**Problem to solve:**
Among the entries below, one line contains "use crate::content::ContentManager;" and another contains "Fetch a node". Transcribe those two lines and every line between them, exactly.

**Records provided:**
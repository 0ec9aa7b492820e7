//! Single-node structural operations: create folder, rename, move, star.

use std::sync::Arc;

use tracing::info;
use uuid::Uuid;

use nimbus_core::error::AppError;
use nimbus_core::result::AppResult;
use nimbus_database::{NodeStore, ShareStore};
use nimbus_entity::node::{NewNode, Node, NodeKind};

use super::naming::normalize_name;
use super::walk::is_descendant;
use crate::content::ContentManager;
use crate::context::RequestContext;
use crate::storage::QuotaService;

/// The Tree Integrity Engine.
///
/// Validates and performs every structural mutation of an owner's tree.
/// Checks made here are advisory; the Entity Store re-validates sibling
/// uniqueness, parent liveness, and acyclicity at write time, and every
/// single-node write is guarded by the node's `version`.
#[derive(Clone)]
pub struct TreeService {
    /// Node store.
    pub(super) nodes: Arc<dyn NodeStore>,
    /// Share store (purge cascade).
    pub(super) shares: Arc<dyn ShareStore>,
    /// Content reference manager.
    pub(super) content: Arc<ContentManager>,
    /// Quota checks for duplicate.
    pub(super) quota: Arc<QuotaService>,
}

impl std::fmt::Debug for TreeService {
    fn fmt(&self, f: &mut std::fmt::Formatter<'_>) -> std::fmt::Result {
        f.debug_struct("TreeService").finish()
    }
}

pub(super) fn name_taken(kind: NodeKind, name: &str) -> AppError {
    AppError::name_conflict(format!("A {kind} named '{name}' already exists here"))
}

impl TreeService {
    /// Creates a new tree service.
    pub fn new(
        nodes: Arc<dyn NodeStore>,
        shares: Arc<dyn ShareStore>,
        content: Arc<ContentManager>,
        quota: Arc<QuotaService>,
    ) -> Self {
        Self {
            nodes,
            shares,
            content,
            quota,
        }
    }

    /// Fetch a node of the caller in any state. Foreign nodes are `NotFound`.
    pub async fn owned_node(&self, ctx: &RequestContext, node_id: Uuid) -> AppResult<Node> {
        self.nodes
            .find_by_id(node_id)
            .await?
            .filter(|n| n.is_owned_by(ctx.user_id))
            .ok_or_else(|| AppError::not_found("File not found"))
    }

    /// Fetch a live node of the caller.
    pub async fn owned_live_node(&self, ctx: &RequestContext, node_id: Uuid) -> AppResult<Node> {
        let node = self.owned_node(ctx, node_id).await?;
        if node.is_trashed() {
            return Err(AppError::not_found("File not found"));
        }
        Ok(node)
    }

    /// Fetch a live folder of the caller to place something into.
    pub(crate) async fn owned_live_folder(
        &self,
        ctx: &RequestContext,
        folder_id: Uuid,
    ) -> AppResult<Node> {
        self.nodes
            .find_by_id(folder_id)
            .await?
            .filter(|n| n.is_owned_by(ctx.user_id) && n.is_live() && n.is_folder)
            .ok_or_else(|| AppError::not_found("Parent folder not found"))
    }

    /// Create a folder under `parent_id` (None = root).
    pub async fn create_folder(
        &self,
        ctx: &RequestContext,
        parent_id: Option<Uuid>,
        name: &str,
    ) -> AppResult<Node> {
        let name = normalize_name(name)?;
        if let Some(parent_id) = parent_id {
            self.owned_live_folder(ctx, parent_id).await?;
        }
        if self
            .nodes
            .find_sibling_by_name(ctx.user_id, parent_id, NodeKind::Folder, &name, None)
            .await?
            .is_some()
        {
            return Err(name_taken(NodeKind::Folder, &name));
        }

        let folder = self
            .nodes
            .insert(&NewNode::folder(ctx.user_id, parent_id, name))
            .await?;

        info!(
            user_id = %ctx.user_id,
            node_id = %folder.id,
            name = %folder.name,
            "Folder created"
        );
        Ok(folder)
    }

    /// Rename a live node. Renaming to the current name is a no-op.
    pub async fn rename(&self, ctx: &RequestContext, node_id: Uuid, new_name: &str) -> AppResult<Node> {
        let node = self.owned_live_node(ctx, node_id).await?;
        let name = normalize_name(new_name)?;
        if name == node.name {
            return Ok(node);
        }

        if self
            .nodes
            .find_sibling_by_name(node.owner_id, node.parent_id, node.kind(), &name, Some(node.id))
            .await?
            .is_some()
        {
            return Err(name_taken(node.kind(), &name));
        }

        let renamed = self.nodes.rename(node.id, node.version, &name).await?;
        info!(
            user_id = %ctx.user_id,
            node_id = %node.id,
            from = %node.name,
            to = %renamed.name,
            "Node renamed"
        );
        Ok(renamed)
    }

    /// Move a live node under `new_parent_id` (None = root), keeping its name.
    pub async fn move_node(
        &self,
        ctx: &RequestContext,
        node_id: Uuid,
        new_parent_id: Option<Uuid>,
    ) -> AppResult<Node> {
        let node = self.owned_live_node(ctx, node_id).await?;
        if node.parent_id == new_parent_id {
            return Ok(node);
        }

        if let Some(target_id) = new_parent_id {
            if target_id == node.id {
                return Err(AppError::invalid_operation("Cannot move a folder into itself"));
            }
            if node.is_folder && is_descendant(self.nodes.as_ref(), node.id, target_id).await? {
                return Err(AppError::invalid_operation(
                    "Cannot move a folder into its own subfolder",
                ));
            }
            self.owned_live_folder(ctx, target_id)
                .await
                .map_err(|_| AppError::not_found("Destination folder not found"))?;
        }

        if self
            .nodes
            .find_sibling_by_name(node.owner_id, new_parent_id, node.kind(), &node.name, Some(node.id))
            .await?
            .is_some()
        {
            return Err(name_taken(node.kind(), &node.name));
        }

        let moved = self
            .nodes
            .set_parent(node.id, node.version, new_parent_id, &node.name)
            .await?;
        info!(
            user_id = %ctx.user_id,
            node_id = %node.id,
            from = ?node.parent_id,
            to = ?new_parent_id,
            "Node moved"
        );
        Ok(moved)
    }

    /// Set or clear the starred flag of a live node.
    pub async fn set_starred(&self, ctx: &RequestContext, node_id: Uuid, starred: bool) -> AppResult<Node> {
        let node = self.owned_live_node(ctx, node_id).await?;
        if node.is_starred == starred {
            return Ok(node);
        }
        self.nodes.set_starred(node.id, node.version, starred).await
    }
}
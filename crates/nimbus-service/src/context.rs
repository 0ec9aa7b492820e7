//! Request context carrying the authenticated identity.

use chrono::{DateTime, Utc};
use serde::{Deserialize, Serialize};
use uuid::Uuid;

/// Context for the current authenticated request.
///
/// Built by the API layer from a verified identity token and passed into
/// service methods so that every operation knows *who* is acting.
#[derive(Debug, Clone, Serialize, Deserialize)]
pub struct RequestContext {
    /// The authenticated user's ID.
    pub user_id: Uuid,
    /// The user's email address (lower-cased).
    pub email: String,
    /// Display name from the identity provider.
    pub name: Option<String>,
    /// When the request was received.
    pub request_time: DateTime<Utc>,
}

impl RequestContext {
    /// Creates a new request context.
    pub fn new(user_id: Uuid, email: impl Into<String>, name: Option<String>) -> Self {
        Self {
            user_id,
            email: email.into().trim().to_lowercase(),
            name,
            request_time: Utc::now(),
        }
    }

    /// The principal this context acts as.
    pub fn principal(&self) -> Principal {
        Principal::User {
            user_id: self.user_id,
            email: self.email.clone(),
        }
    }
}

/// The acting identity for access resolution.
#[derive(Debug, Clone, PartialEq, Eq)]
pub enum Principal {
    /// A caller holding only a link token.
    Anonymous,
    /// An authenticated user.
    User {
        /// User id.
        user_id: Uuid,
        /// Email address (lower-cased).
        email: String,
    },
}

impl Principal {
    /// Principal for an optional authenticated context.
    pub fn from_context(ctx: Option<&RequestContext>) -> Self {
        ctx.map_or(Self::Anonymous, RequestContext::principal)
    }

    /// The user id, if authenticated.
    pub fn user_id(&self) -> Option<Uuid> {
        match self {
            Self::Anonymous => None,
            Self::User { user_id, .. } => Some(*user_id),
        }
    }
}
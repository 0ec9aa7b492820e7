//! Health check handler.

use axum::Json;
use axum::extract::State;

use crate::dto::response::{ApiResponse, HealthResponse};
use crate::state::AppState;

/// GET /api/health
pub async fn health(State(state): State<AppState>) -> Json<ApiResponse<HealthResponse>> {
    let storage_ok = state.content.health_check().await;

    Json(ApiResponse::ok(HealthResponse {
        status: if storage_ok { "ok" } else { "degraded" }.to_string(),
        version: env!("CARGO_PKG_VERSION").to_string(),
        storage: if storage_ok { "available" } else { "unavailable" }.to_string(),
        storage_provider: state.content.provider_type().to_string(),
    }))
}
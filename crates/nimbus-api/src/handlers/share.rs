//! Share management handlers for a node's owner.

use axum::Json;
use axum::extract::{Path, State};
use uuid::Uuid;

use nimbus_entity::share::Share;
use nimbus_service::share::{GrantOutcome, LinkShareView, ShareInfo};

use crate::dto::request::{AddPeopleRequest, UpdateLinkShareRequest, UpdatePersonRequest};
use crate::dto::response::{ApiResponse, MessageResponse, ShareLinkResponse};
use crate::error::ApiError;
use crate::extractors::AuthUser;
use crate::state::AppState;

/// GET /api/files/{id}/share
pub async fn info(
    State(state): State<AppState>,
    auth: AuthUser,
    Path(id): Path<Uuid>,
) -> Result<Json<ApiResponse<ShareInfo>>, ApiError> {
    let info = state.share_service.share_info(&auth, id).await?;
    Ok(Json(ApiResponse::ok(info)))
}

/// PATCH /api/files/{id}/share
pub async fn update_link(
    State(state): State<AppState>,
    auth: AuthUser,
    Path(id): Path<Uuid>,
    Json(req): Json<UpdateLinkShareRequest>,
) -> Result<Json<ApiResponse<LinkShareView>>, ApiError> {
    let view = state
        .share_service
        .ensure_link_share(&auth, id, req.access_level, req.permission)
        .await?;
    Ok(Json(ApiResponse::ok(view)))
}

/// GET /api/files/{id}/share/copy-link
pub async fn copy_link(
    State(state): State<AppState>,
    auth: AuthUser,
    Path(id): Path<Uuid>,
) -> Result<Json<ApiResponse<ShareLinkResponse>>, ApiError> {
    let share_link = state.share_service.copy_link(&auth, id).await?;
    Ok(Json(ApiResponse::ok(ShareLinkResponse { share_link })))
}

/// POST /api/files/{id}/share/people
pub async fn add_people(
    State(state): State<AppState>,
    auth: AuthUser,
    Path(id): Path<Uuid>,
    Json(req): Json<AddPeopleRequest>,
) -> Result<Json<ApiResponse<Vec<GrantOutcome>>>, ApiError> {
    let outcomes = state
        .share_service
        .add_named_grants(&auth, id, &req.emails, req.permission)
        .await?;
    Ok(Json(ApiResponse::ok(outcomes)))
}

/// PATCH /api/files/{id}/share/people/{share_id}
pub async fn update_person(
    State(state): State<AppState>,
    auth: AuthUser,
    Path((id, share_id)): Path<(Uuid, Uuid)>,
    Json(req): Json<UpdatePersonRequest>,
) -> Result<Json<ApiResponse<Share>>, ApiError> {
    let share = state
        .share_service
        .update_person(&auth, id, share_id, req.permission)
        .await?;
    Ok(Json(ApiResponse::ok(share)))
}

/// DELETE /api/files/{id}/share/people/{share_id}
pub async fn remove_person(
    State(state): State<AppState>,
    auth: AuthUser,
    Path((id, share_id)): Path<(Uuid, Uuid)>,
) -> Result<Json<ApiResponse<MessageResponse>>, ApiError> {
    state.share_service.remove_person(&auth, id, share_id).await?;
    Ok(Json(ApiResponse::ok(MessageResponse::new("Access removed"))))
}
//! # nimbus-auth
//!
//! Verifies identity tokens issued by the external provider and keeps the
//! user directory in step with the identities it sees.

pub mod directory;
pub mod jwt;

pub use directory::KnownUsers;
pub use jwt::{Claims, JwtDecoder, JwtEncoder};
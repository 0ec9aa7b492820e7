//! Session identity handler.

use axum::Json;

use crate::dto::response::{ApiResponse, SessionUserResponse};
use crate::error::ApiError;
use crate::extractors::AuthUser;

/// GET /api/user
pub async fn me(auth: AuthUser) -> Result<Json<ApiResponse<SessionUserResponse>>, ApiError> {
    let ctx = auth.context();
    Ok(Json(ApiResponse::ok(SessionUserResponse {
        id: ctx.user_id,
        email: ctx.email.clone(),
        name: ctx.name.clone(),
    })))
}
//! Application configuration schemas.
//!
//! All configuration structs are deserialized from TOML files via the
//! `config` crate. Each sub-module represents a logical configuration
//! section.

pub mod app;
pub mod auth;
pub mod database;
pub mod logging;
pub mod storage;

use serde::{Deserialize, Serialize};

pub use self::app::{CorsConfig, ServerConfig};
pub use self::auth::AuthConfig;
pub use self::database::DatabaseConfig;
pub use self::logging::LoggingConfig;
pub use self::storage::{LocalStorageConfig, S3StorageConfig, StorageConfig, StorageProviderKind};

use crate::error::AppError;

/// Root application configuration.
///
/// This struct is the top-level deserialization target for the merged
/// TOML configuration files (default.toml + environment overlay).
#[derive(Debug, Clone, Default, Serialize, Deserialize)]
pub struct AppConfig {
    /// HTTP server settings.
    #[serde(default)]
    pub server: ServerConfig,
    /// Database connection settings.
    #[serde(default)]
    pub database: DatabaseConfig,
    /// Object store, quota, and grant settings.
    #[serde(default)]
    pub storage: StorageConfig,
    /// Token verification settings.
    #[serde(default)]
    pub auth: AuthConfig,
    /// Logging settings.
    #[serde(default)]
    pub logging: LoggingConfig,
}

impl AppConfig {
    /// Load configuration from TOML files.
    ///
    /// Merges the default configuration with an environment-specific overlay
    /// and environment variables prefixed with `NIMBUS__`.
    pub fn load(env: &str) -> Result<Self, AppError> {
        let config = config::Config::builder()
            .add_source(config::File::with_name("config/default").required(false))
            .add_source(config::File::with_name(&format!("config/{env}")).required(false))
            .add_source(
                config::Environment::with_prefix("NIMBUS")
                    .prefix_separator("__")
                    .separator("__")
                    .try_parsing(true),
            )
            .build()
            .map_err(|e| AppError::configuration(format!("Failed to build config: {e}")))?;

        config
            .try_deserialize()
            .map_err(|e| AppError::configuration(format!("Failed to deserialize config: {e}")))
    }
}
impl MemoryStore {
    /// Creates an empty store.
    pub fn new() -> Self {
        Self::default()
    }

    /// Make every subsequent write to a node fail.
    pub async fn poison(&self, id: Uuid) {
        self.state.lock().await.poisoned.insert(id);
    }

    /// Undo [`MemoryStore::poison`].
    pub async fn heal(&self, id: Uuid) {
        self.state.lock().await.poisoned.remove(&id);
    }

    /// Number of node rows in any state.
    pub async fn node_count(&self) -> usize {
        self.state.lock().await.nodes.len()
    }

    /// Number of share rows.
    pub async fn share_count(&self) -> usize {
        self.state.lock().await.shares.len()
    }

    /// Overwrite a share's expiry.
    pub async fn set_share_expiry(&self, id: Uuid, expires_at: Option<DateTime<Utc>>) {
        if let Some(share) = self.state.lock().await.shares.get_mut(&id) {
            share.expires_at = expires_at;
        }
    }
}
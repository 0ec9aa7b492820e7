//! Access resolution for owners, named grantees, and link holders.

use std::collections::HashSet;
use std::sync::Arc;

use chrono::{DateTime, Utc};
use serde::Serialize;
use uuid::Uuid;

use nimbus_core::error::AppError;
use nimbus_core::result::AppResult;
use nimbus_database::{NodeStore, ShareStore};
use nimbus_entity::node::Node;
use nimbus_entity::share::{AccessLevel, SharePermission};

use crate::context::Principal;

/// What a principal may do with a node.
#[derive(Debug, Clone, Copy, PartialEq, Eq, Serialize)]
#[serde(rename_all = "snake_case", tag = "kind", content = "permission")]
pub enum ResolvedAccess {
    /// Nothing; treated as not-found by callers.
    NoAccess,
    /// The node's owner.
    Owner,
    /// Granted through a share.
    Shared(SharePermission),
}

impl ResolvedAccess {
    /// Effective permission tier. Owners act as editors.
    pub fn permission(&self) -> Option<SharePermission> {
        match self {
            Self::NoAccess => None,
            Self::Owner => Some(SharePermission::Editor),
            Self::Shared(permission) => Some(*permission),
        }
    }

    /// Whether the access reaches at least `required`.
    pub fn allows(&self, required: SharePermission) -> bool {
        self.permission()
            .is_some_and(|permission| permission.has_at_least(required))
    }

    pub fn is_owner(&self) -> bool {
        matches!(self, Self::Owner)
    }

    fn max(self, other: Self) -> Self {
        match (self, other) {
            (Self::Owner, _) | (_, Self::Owner) => Self::Owner,
            (Self::NoAccess, x) | (x, Self::NoAccess) => x,
            (Self::Shared(a), Self::Shared(b)) => Self::Shared(a.max(b)),
        }
    }
}

/// Resolves [`ResolvedAccess`] from the node's current share rows.
#[derive(Clone)]
pub struct AccessResolver {
    nodes: Arc<dyn NodeStore>,
    shares: Arc<dyn ShareStore>,
}

impl std::fmt::Debug for AccessResolver {
    fn fmt(&self, f: &mut std::fmt::Formatter<'_>) -> std::fmt::Result {
        f.debug_struct("AccessResolver").finish()
    }
}

impl AccessResolver {
    /// Creates a new resolver.
    pub fn new(nodes: Arc<dyn NodeStore>, shares: Arc<dyn ShareStore>) -> Self {
        Self { nodes, shares }
    }

    /// Access granted by the node's own shares.
    ///
    /// An unexpired `anyone` link grants its permission to every principal,
    /// anonymous included. Named grants need an authenticated principal
    /// matching by id or email. The best matching tier wins. Trashed nodes
    /// resolve to `NoAccess` for everyone but the owner.
    pub async fn resolve(&self, node: &Node, principal: &Principal) -> AppResult<ResolvedAccess> {
        self.resolve_at(node, principal, Utc::now()).await
    }

    async fn resolve_at(
        &self,
        node: &Node,
        principal: &Principal,
        now: DateTime<Utc>,
    ) -> AppResult<ResolvedAccess> {
        if principal.user_id() == Some(node.owner_id) {
            return Ok(ResolvedAccess::Owner);
        }
        if node.is_trashed() {
            return Ok(ResolvedAccess::NoAccess);
        }

        let mut access = ResolvedAccess::NoAccess;
        if let Some(link) = self.shares.find_link_share(node.id).await? {
            if link.access_level == AccessLevel::Anyone && !link.is_expired_at(now) {
                access = access.max(ResolvedAccess::Shared(link.permission));
            }
        }

        if let Principal::User { user_id, email } = principal {
            let grants = self
                .shares
                .find_grants_for_principal(node.id, *user_id, email)
                .await?;
            for grant in grants.iter().filter(|g| !g.is_expired_at(now)) {
                access = access.max(ResolvedAccess::Shared(grant.permission));
            }
        }
        Ok(access)
    }

    /// Access through the node's own shares or those of any live ancestor.
    ///
    /// Used when browsing into a shared folder and for breadcrumbs: a grant
    /// on a folder covers everything below it.
    pub async fn resolve_inherited(
        &self,
        node: &Node,
        principal: &Principal,
    ) -> AppResult<ResolvedAccess> {
        let now = Utc::now();
        let mut access = self.resolve_at(node, principal, now).await?;
        if access.is_owner() || node.is_trashed() {
            return Ok(access);
        }

        let mut seen = HashSet::from([node.id]);
        let mut cursor = node.parent_id;
        while let Some(parent_id) = cursor {
            if !seen.insert(parent_id) {
                break;
            }
            let Some(parent) = self.nodes.find_by_id(parent_id).await? else {
                break;
            };
            if parent.is_trashed() {
                break;
            }
            access = access.max(self.resolve_at(&parent, principal, now).await?);
            cursor = parent.parent_id;
        }
        Ok(access)
    }

    /// Load a node and require at least `required` on it (inherited).
    ///
    /// Missing nodes and `NoAccess` are both `NotFound`; a principal that
    /// can see the node but lacks the tier gets `Forbidden`.
    pub async fn require(
        &self,
        node_id: Uuid,
        principal: &Principal,
        required: SharePermission,
    ) -> AppResult<(Node, ResolvedAccess)> {
        let node = self
            .nodes
            .find_by_id(node_id)
            .await?
            .ok_or_else(|| AppError::not_found("File not found"))?;

        let access = self.resolve_inherited(&node, principal).await?;
        match access {
            ResolvedAccess::NoAccess => Err(AppError::not_found("File not found")),
            _ if !access.allows(required) => Err(AppError::forbidden(format!(
                "This action requires {required} access"
            ))),
            _ => Ok((node, access)),
        }
    }
}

**Written solution:**
use crate::content::ContentManager;
use crate::context::RequestContext;
use crate::storage::QuotaService;

/// The Tree Integrity Engine.
///
/// Validates and performs every structural mutation of an owner's tree.
/// Checks made here are advisory; the Entity Store re-validates sibling
/// uniqueness, parent liveness, and acyclicity at write time, and every
/// single-node write is guarded by the node's `version`.
#[derive(Clone)]
pub struct TreeService {
    /// Node store.
    pub(super) nodes: Arc<dyn NodeStore>,
    /// Share store (purge cascade).
    pub(super) shares: Arc<dyn ShareStore>,
    /// Content reference manager.
    pub(super) content: Arc<ContentManager>,
    /// Quota checks for duplicate.
    pub(super) quota: Arc<QuotaService>,
}

impl std::fmt::Debug for TreeService {
    fn fmt(&self, f: &mut std::fmt::Formatter<'_>) -> std::fmt::Result {
        f.debug_struct("TreeService").finish()
    }
}

pub(super) fn name_taken(kind: NodeKind, name: &str) -> AppError {
    AppError::name_conflict(format!("A {kind} named '{name}' already exists here"))
}

impl TreeService {
    /// Creates a new tree service.
    pub fn new(
        nodes: Arc<dyn NodeStore>,
        shares: Arc<dyn ShareStore>,
        content: Arc<ContentManager>,
        quota: Arc<QuotaService>,
    ) -> Self {
        Self {
            nodes,
            shares,
            content,
            quota,
        }
    }

    /// Fetch a node of the caller in any state. Foreign nodes are `NotFound`.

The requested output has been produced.